Uit artikel 4 van het Besluit Pleegzorg BES volgt dat de pleegzorgvergoeding bestaat uit een basisbedrag dat kan worden vermeerderd met een toeslag en verminderd met een korting. In artikel 2 is het basisbedrag opgenomen, dit bedrag is een genormeerde onkostenvergoeding die varieert met de leeftijd van het pleegkind. In het genormeerde bedrag zijn opgenomen de kosten die normaliter gemoeid zijn met onder meer voeding, kosten van woninginrichting, lichamelijke verzorging, zak- en kleedgeld, deelname aan maatschappelijke activiteiten zoals sport en ontspanning, reiskosten (bijvoorbeeld voor school of weekendbezoek aan de ouders), kleine onderwijskosten (zoals pennen, agenda en schriften enz.) en ziektekosten.

Vanwege de hogere kosten voor levensonderhoud op Sint Eustatius en Saba is het basisbedrag voor deze openbare lichamen hoger dan het basisbedrag voor pleeggezinnen die woonachtig zijn op Bonaire.

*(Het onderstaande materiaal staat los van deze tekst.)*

//! In-memory cache of source-image facts.
//!
//! Dimensions and level layout are needed on every request before a single
//! pixel is decoded; memoizing them per identifier lets repeat requests skip
//! opening the source entirely. Bounded LRU, invalidated only by explicit
//! purge.

use std::sync::Arc;

use lru::LruCache;
use tokio::sync::RwLock;

use crate::image::ImageInfo;

/// Bounded LRU of [`ImageInfo`] keyed by identifier.
pub struct InfoCache {
    entries: RwLock<LruCache<String, Arc<ImageInfo>>>,
}

impl InfoCache {
    /// Create a cache holding at most `capacity` infos.
    pub fn new(capacity: usize) -> Self {
        Self {
            entries: RwLock::new(LruCache::new(
                std::num::NonZeroUsize::new(capacity.max(1)).unwrap(),
            )),
        }
    }

    /// Look up an identifier, marking it recently used.
    pub async fn get(&self, identifier: &str) -> Option<Arc<ImageInfo>> {
        let mut entries = self.entries.write().await;
        entries.get(identifier).cloned()
    }

    /// Store an info, evicting the least recently used past capacity.
    pub async fn put(&self, info: Arc<ImageInfo>) {
        let mut entries = self.entries.write().await;
        entries.put(info.identifier.clone(), info);
    }

    /// Drop one identifier.
    pub async fn purge(&self, identifier: &str) {
        let mut entries = self.entries.write().await;
        entries.pop(identifier);
    }

    /// Drop everything.
    pub async fn purge_all(&self) {
        let mut entries = self.entries.write().await;
        entries.clear();
    }

    /// Number of cached infos.
    pub async fn len(&self) -> usize {
        self.entries.read().await.len()
    }

    /// Whether the cache is empty.
    pub async fn is_empty(&self) -> bool {
        self.entries.read().await.is_empty()
    }
}

// =============================================================================
// Tests
// =============================================================================

#[cfg(test)]
mod tests {
    use super::*;
    use crate::format::Format;

    fn info(identifier: &str) -> Arc<ImageInfo> {
        Arc::new(ImageInfo::monolithic(
            identifier,
            Format::Jpeg,
            100,
            100,
            8,
            3,
            false,
        ))
    }

    #[tokio::test]
    async fn test_get_put() {
        let cache = InfoCache::new(10);
        assert!(cache.get("a.jpg").await.is_none());

        cache.put(info("a.jpg")).await;
        let cached = cache.get("a.jpg").await.unwrap();
        assert_eq!(cached.identifier, "a.jpg");
        assert_eq!(cache.len().await, 1);
    }

    #[tokio::test]
    async fn test_lru_eviction() {
        let cache = InfoCache::new(2);
        cache.put(info("a")).await;
        cache.put(info("b")).await;

        // Touch "a" so "b" is the eviction victim.
        cache.get("a").await;
        cache.put(info("c")).await;

        assert!(cache.get("a").await.is_some());
        assert!(cache.get("b").await.is_none());
        assert!(cache.get("c").await.is_some());
    }

    #[tokio::test]
    async fn test_purge() {
        let cache = InfoCache::new(10);
        cache.put(info("a")).await;
        cache.put(info("b")).await;

        cache.purge("a").await;
        assert!(cache.get("a").await.is_none());
        assert!(cache.get("b").await.is_some());

        cache.purge_all().await;
        assert!(cache.is_empty().await);
    }
}
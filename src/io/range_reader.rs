use async_trait::async_trait;
use bytes::Bytes;

use crate::error::IoError;

/// Trait for random-access reads over a source image's bytes.
///
/// This is the stream capability every source provider must supply: each call
/// is an independent positioned read, so a single instance behaves like a
/// factory of fresh streams. Structure-aware readers (TIFF, JPEG2000) use it
/// to fetch only the tiles and header structures they need; implementations
/// must be thread-safe.
#[async_trait]
pub trait RangeReader: Send + Sync {
    /// Read exactly `len` bytes starting at `offset`.
    ///
    /// Returns an error if the range is out of bounds or if the read fails.
    async fn read_exact_at(&self, offset: u64, len: usize) -> Result<Bytes, IoError>;

    /// Get the total size of the resource in bytes.
    fn size(&self) -> u64;

    /// Get a unique identifier for this resource (for logging and cache keys).
    fn identifier(&self) -> &str;
}

/// Fetch the entire resource in one read.
///
/// Whole-file codecs (JPEG, PNG, JPEG2000) need all the bytes anyway; this
/// keeps that path to a single upstream request.
pub async fn read_all(reader: &dyn RangeReader) -> Result<Bytes, IoError> {
    let size = reader.size();
    if size == 0 {
        return Ok(Bytes::new());
    }
    reader.read_exact_at(0, size as usize).await
}

// =============================================================================
// In-Memory Reader
// =============================================================================

/// RangeReader over an in-memory byte buffer.
///
/// Used for BLOB sources (the database provider fetches the whole BLOB) and
/// throughout the test suites.
pub struct MemoryRangeReader {
    data: Bytes,
    identifier: String,
}

impl MemoryRangeReader {
    /// Create a reader over the given bytes.
    pub fn new(data: impl Into<Bytes>, identifier: impl Into<String>) -> Self {
        Self {
            data: data.into(),
            identifier: identifier.into(),
        }
    }
}

#[async_trait]
impl RangeReader for MemoryRangeReader {
    async fn read_exact_at(&self, offset: u64, len: usize) -> Result<Bytes, IoError> {
        let start = offset as usize;
        let end = start.checked_add(len).ok_or(IoError::RangeOutOfBounds {
            offset,
            requested: len as u64,
            size: self.data.len() as u64,
        })?;
        if end > self.data.len() {
            return Err(IoError::RangeOutOfBounds {
                offset,
                requested: len as u64,
                size: self.data.len() as u64,
            });
        }
        Ok(self.data.slice(start..end))
    }

    fn size(&self) -> u64 {
        self.data.len() as u64
    }

    fn identifier(&self) -> &str {
        &self.identifier
    }
}

// =============================================================================
// Endian Helper Functions
// =============================================================================
//
// TIFF files can be either little-endian or big-endian, determined by the
// magic bytes at the start of the file; JPEG and JPEG2000 markers are always
// big-endian. These helpers are used by all the container parsers.

/// Read a little-endian u16 from a byte slice.
///
/// # Panics
/// Panics if the slice has fewer than 2 bytes.
#[inline]
pub fn read_u16_le(bytes: &[u8]) -> u16 {
    u16::from_le_bytes([bytes[0], bytes[1]])
}

/// Read a big-endian u16 from a byte slice.
///
/// # Panics
/// Panics if the slice has fewer than 2 bytes.
#[inline]
pub fn read_u16_be(bytes: &[u8]) -> u16 {
    u16::from_be_bytes([bytes[0], bytes[1]])
}

/// Read a little-endian u32 from a byte slice.
///
/// # Panics
/// Panics if the slice has fewer than 4 bytes.
#[inline]
pub fn read_u32_le(bytes: &[u8]) -> u32 {
    u32::from_le_bytes([bytes[0], bytes[1], bytes[2], bytes[3]])
}

/// Read a big-endian u32 from a byte slice.
///
/// # Panics
/// Panics if the slice has fewer than 4 bytes.
#[inline]
pub fn read_u32_be(bytes: &[u8]) -> u32 {
    u32::from_be_bytes([bytes[0], bytes[1], bytes[2], bytes[3]])
}

/// Read a little-endian u64 from a byte slice.
///
/// # Panics
/// Panics if the slice has fewer than 8 bytes.
#[inline]
pub fn read_u64_le(bytes: &[u8]) -> u64 {
    u64::from_le_bytes([
        bytes[0], bytes[1], bytes[2], bytes[3], bytes[4], bytes[5], bytes[6], bytes[7],
    ])
}

/// Read a big-endian u64 from a byte slice.
///
/// # Panics
/// Panics if the slice has fewer than 8 bytes.
#[inline]
pub fn read_u64_be(bytes: &[u8]) -> u64 {
    u64::from_be_bytes([
        bytes[0], bytes[1], bytes[2], bytes[3], bytes[4], bytes[5], bytes[6], bytes[7],
    ])
}

// =============================================================================
// Tests
// =============================================================================

#[cfg(test)]
mod tests {
    use super::*;

    #[tokio::test]
    async fn test_memory_reader_in_bounds() {
        let reader = MemoryRangeReader::new(vec![1u8, 2, 3, 4, 5], "mem://test");
        let bytes = reader.read_exact_at(1, 3).await.unwrap();
        assert_eq!(&bytes[..], &[2, 3, 4]);
        assert_eq!(reader.size(), 5);
        assert_eq!(reader.identifier(), "mem://test");
    }

    #[tokio::test]
    async fn test_memory_reader_out_of_bounds() {
        let reader = MemoryRangeReader::new(vec![0u8; 10], "mem://test");
        let result = reader.read_exact_at(8, 3).await;
        assert!(matches!(result, Err(IoError::RangeOutOfBounds { .. })));
    }

    #[tokio::test]
    async fn test_read_all() {
        let reader = MemoryRangeReader::new(vec![7u8; 32], "mem://test");
        let all = read_all(&reader).await.unwrap();
        assert_eq!(all.len(), 32);

        let empty = MemoryRangeReader::new(Vec::new(), "mem://empty");
        assert!(read_all(&empty).await.unwrap().is_empty());
    }

    #[test]
    fn test_read_u16() {
        assert_eq!(read_u16_le(&[0x02, 0x01]), 0x0102);
        assert_eq!(read_u16_be(&[0x01, 0x02]), 0x0102);
    }

    #[test]
    fn test_read_u32() {
        assert_eq!(read_u32_le(&[0x04, 0x03, 0x02, 0x01]), 0x01020304);
        assert_eq!(read_u32_be(&[0x01, 0x02, 0x03, 0x04]), 0x01020304);
    }

    #[test]
    fn test_read_u64() {
        assert_eq!(
            read_u64_le(&[0x08, 0x07, 0x06, 0x05, 0x04, 0x03, 0x02, 0x01]),
            0x0102030405060708
        );
        assert_eq!(
            read_u64_be(&[0x01, 0x02, 0x03, 0x04, 0x05, 0x06, 0x07, 0x08]),
            0x0102030405060708
        );
    }
}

Het basisbedrag wordt verstrekt gedurende de periode dat een pleegouder met JGCN een pleegzorgovereenkomst heeft gesloten en de pleegouder het kind verzorgt en opvoedt als behorend tot zijn gezin. Indien een pleegkind (tijdelijk) niet bij een pleegouder verblijft, zullen er minder kosten worden gemaakt. Indien zich dat voordoet kan het basisbedrag worden verminderd. JGCN kan hiertoe besluiten. Afwezigheid van een pleegkind in verband met een gebruikelijke vakantiebesteding heeft geen invloed op de hoogte van een pleegvergoeding; de kosten van de vakantiebesteding dienen betaald te worden uit de pleegvergoeding. Bij langdurige afwezigheid, bijvoorbeeld in het geval van een langdurige ziekenhuisopname zal een afweging moeten worden gemaakt of verblijf bij de pleegouder nog wel moet worden voorgezet. Van voortzetting sprake zijn als het pleegkind, bijvoorbeeld in het geval van langdurig verblijf in het ziekenhuis, toch nog verzorging door de pleegouder nodig heeft, onder andere in de vorm van frequent bezoek. JGCN kan in dergelijke gevallen besluiten de pleegvergoeding te verlagen, bijvoorbeeld door te besluiten niet (zonder meer) het basisbedrag toe te kennen maar een vergoeding van de werkelijke kosten die verband houden met de noodzakelijke kosten die de pleegouder redelijkerwijs nog moet maken (tot een maximum van het basisbedrag). Welke kosten redelijkerwijs nog gemaakt moeten worden, is ter beoordeling van JGCN.

Artikel 3

In de in artikel 3, eerste lid, genoemde situaties, wordt het basisbedrag vermeerderd met de daar genoemde toeslag. JGCN dient slechts te beoordelen of sprake is van een van de genoemde situaties in onderdeel a of b van het eerste lid. De gehele toeslag wordt in zulke gevallen betaald; JGCN hoeft derhalve niet te beoordelen of en zo ja, hoeveel, kosten de pleegouder daadwerkelijk heeft gemaakt.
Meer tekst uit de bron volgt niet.